I decided to start adding dates on these updates, maybe next time idk. im working on my comic and content for the zine but i am so fucking depressed atm. it's slow coming. this is more like small journal entries mixed with prose at this point...
Today I will forget you. Tomorrow, at about the same time, you will be forgotten. Already I am advancing, masked, already there’s regret.
You gave me a reality check just now and I returned the favor. I needed your brand of evil to help give me self awareness. Thank you, your only good deed.
in the perfect world we would meet and break bread, we wouldn’t have stories, memories, we wouldn’t need to heal. you wouldn’t have to look for me because I’d already be there.

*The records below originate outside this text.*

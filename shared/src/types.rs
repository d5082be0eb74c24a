use std::collections::BTreeMap;
use std::fmt;

use serde::{Deserialize, Serialize};
use thiserror::Error;

// ============================================================================
// Enums
// ============================================================================

#[derive(Debug, Clone, Copy, PartialEq, Eq, PartialOrd, Ord, Hash, Serialize, Deserialize)]
#[serde(rename_all = "snake_case")]
pub enum Field {
    Email,
    Password,
}

impl Field {
    pub fn name(&self) -> &'static str {
        match self {
            Field::Email => "email",
            Field::Password => "password",
        }
    }

    pub fn label(&self) -> &'static str {
        match self {
            Field::Email => "Email",
            Field::Password => "Password",
        }
    }
}

impl fmt::Display for Field {
    fn fmt(&self, f: &mut fmt::Formatter<'_>) -> fmt::Result {
        f.write_str(self.name())
    }
}

// ============================================================================
// Form Types
// ============================================================================

/// The payload handed to the submit collaborator once both fields pass.
#[derive(Clone, Default, PartialEq, Eq, Serialize, Deserialize)]
pub struct LoginValues {
    pub email: String,
    pub password: String,
}

impl LoginValues {
    pub fn new(email: impl Into<String>, password: impl Into<String>) -> Self {
        Self {
            email: email.into(),
            password: password.into(),
        }
    }

    pub fn get(&self, field: Field) -> &str {
        match field {
            Field::Email => &self.email,
            Field::Password => &self.password,
        }
    }
}

impl fmt::Debug for LoginValues {
    fn fmt(&self, f: &mut fmt::Formatter<'_>) -> fmt::Result {
        f.debug_struct("LoginValues")
            .field("email", &self.email)
            .field("password", &"<redacted>")
            .finish()
    }
}

/// Constants of the login schema.
#[derive(Debug, Clone, Copy, PartialEq, Eq)]
pub struct ValidationRules {
    pub min_password_len: usize,
}

impl ValidationRules {
    pub const DEFAULT_MIN_PASSWORD_LEN: usize = 6;
}

impl Default for ValidationRules {
    fn default() -> Self {
        Self {
            min_password_len: Self::DEFAULT_MIN_PASSWORD_LEN,
        }
    }
}

// ============================================================================
// Validation Errors
// ============================================================================

#[derive(Debug, Clone, PartialEq, Eq, Error)]
pub enum FieldError {
    #[error("Please enter a valid email.")]
    InvalidEmail,
    #[error("Password must be at least {min} characters.")]
    PasswordTooShort { min: usize },
}

/// Per-field validation failures from a single pass. Iterates in field order.
#[derive(Debug, Clone, Default, PartialEq, Eq)]
pub struct FieldErrors {
    errors: BTreeMap<Field, FieldError>,
}

impl FieldErrors {
    pub fn new() -> Self {
        Self::default()
    }

    pub fn insert(&mut self, field: Field, error: FieldError) {
        self.errors.insert(field, error);
    }

    pub fn get(&self, field: Field) -> Option<&FieldError> {
        self.errors.get(&field)
    }

    pub fn message(&self, field: Field) -> Option<String> {
        self.get(field).map(ToString::to_string)
    }

    pub fn contains(&self, field: Field) -> bool {
        self.errors.contains_key(&field)
    }

    pub fn is_empty(&self) -> bool {
        self.errors.is_empty()
    }

    pub fn len(&self) -> usize {
        self.errors.len()
    }

    pub fn iter(&self) -> impl Iterator<Item = (Field, &FieldError)> {
        self.errors.iter().map(|(field, error)| (*field, error))
    }

    pub fn clear(&mut self) {
        self.errors.clear();
    }
}

impl fmt::Display for FieldErrors {
    fn fmt(&self, f: &mut fmt::Formatter<'_>) -> fmt::Result {
        for (i, (field, error)) in self.iter().enumerate() {
            if i > 0 {
                f.write_str("; ")?;
            }
            write!(f, "{}: {}", field, error)?;
        }
        Ok(())
    }
}

impl std::error::Error for FieldErrors {}

#[cfg(test)]
mod tests {
    use super::*;

    #[test]
    fn field_serializes_as_snake_case_name() {
        assert_eq!(serde_json::to_string(&Field::Email).unwrap(), "\"email\"");
        assert_eq!(
            serde_json::to_string(&Field::Password).unwrap(),
            "\"password\""
        );
        for field in [Field::Email, Field::Password] {
            assert_eq!(field.to_string(), field.name());
        }
    }

    #[test]
    fn login_values_wire_shape() {
        let values = LoginValues::new("user@example.com", "abcdef");
        let json = serde_json::to_value(&values).unwrap();
        assert_eq!(
            json,
            serde_json::json!({ "email": "user@example.com", "password": "abcdef" })
        );
    }

    #[test]
    fn login_values_debug_hides_password() {
        let values = LoginValues::new("user@example.com", "hunter22");
        let debug = format!("{:?}", values);
        assert!(debug.contains("user@example.com"));
        assert!(!debug.contains("hunter22"));
    }

    #[test]
    fn field_error_messages() {
        assert_eq!(
            FieldError::InvalidEmail.to_string(),
            "Please enter a valid email."
        );
        assert_eq!(
            FieldError::PasswordTooShort { min: 6 }.to_string(),
            "Password must be at least 6 characters."
        );
    }

    #[test]
    fn field_errors_display_in_field_order() {
        let mut errors = FieldErrors::new();
        errors.insert(Field::Password, FieldError::PasswordTooShort { min: 6 });
        errors.insert(Field::Email, FieldError::InvalidEmail);

        assert_eq!(errors.len(), 2);
        assert_eq!(
            errors.iter().map(|(field, _)| field).collect::<Vec<_>>(),
            vec![Field::Email, Field::Password]
        );
        assert_eq!(
            errors.to_string(),
            "email: Please enter a valid email.; password: Password must be at least 6 characters."
        );
    }
}
pub mod login;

But it’s not like that and you don’t like me and I don’t like you. We love each other and I’ll probably never see you again. If we were allowed to be human I’d mourn what once was but it’s not the case. I don’t mourn for what could’ve been either. I’m over it.
i reread your poems so i can quote them by heart and inject them in all my conversations, a secret only my heart knows
My life is spiraling out of control. I've alienated myself from everyone. But surely I wanted this? I'm such an unstable monster. What good do I do alive? I want to sit in the sun, eat cheese and drink Shirley Temples, read and draw. I want to finish school. I was not meant for this life. To work. To rot under the California sun. Save me! Oh death! Save me!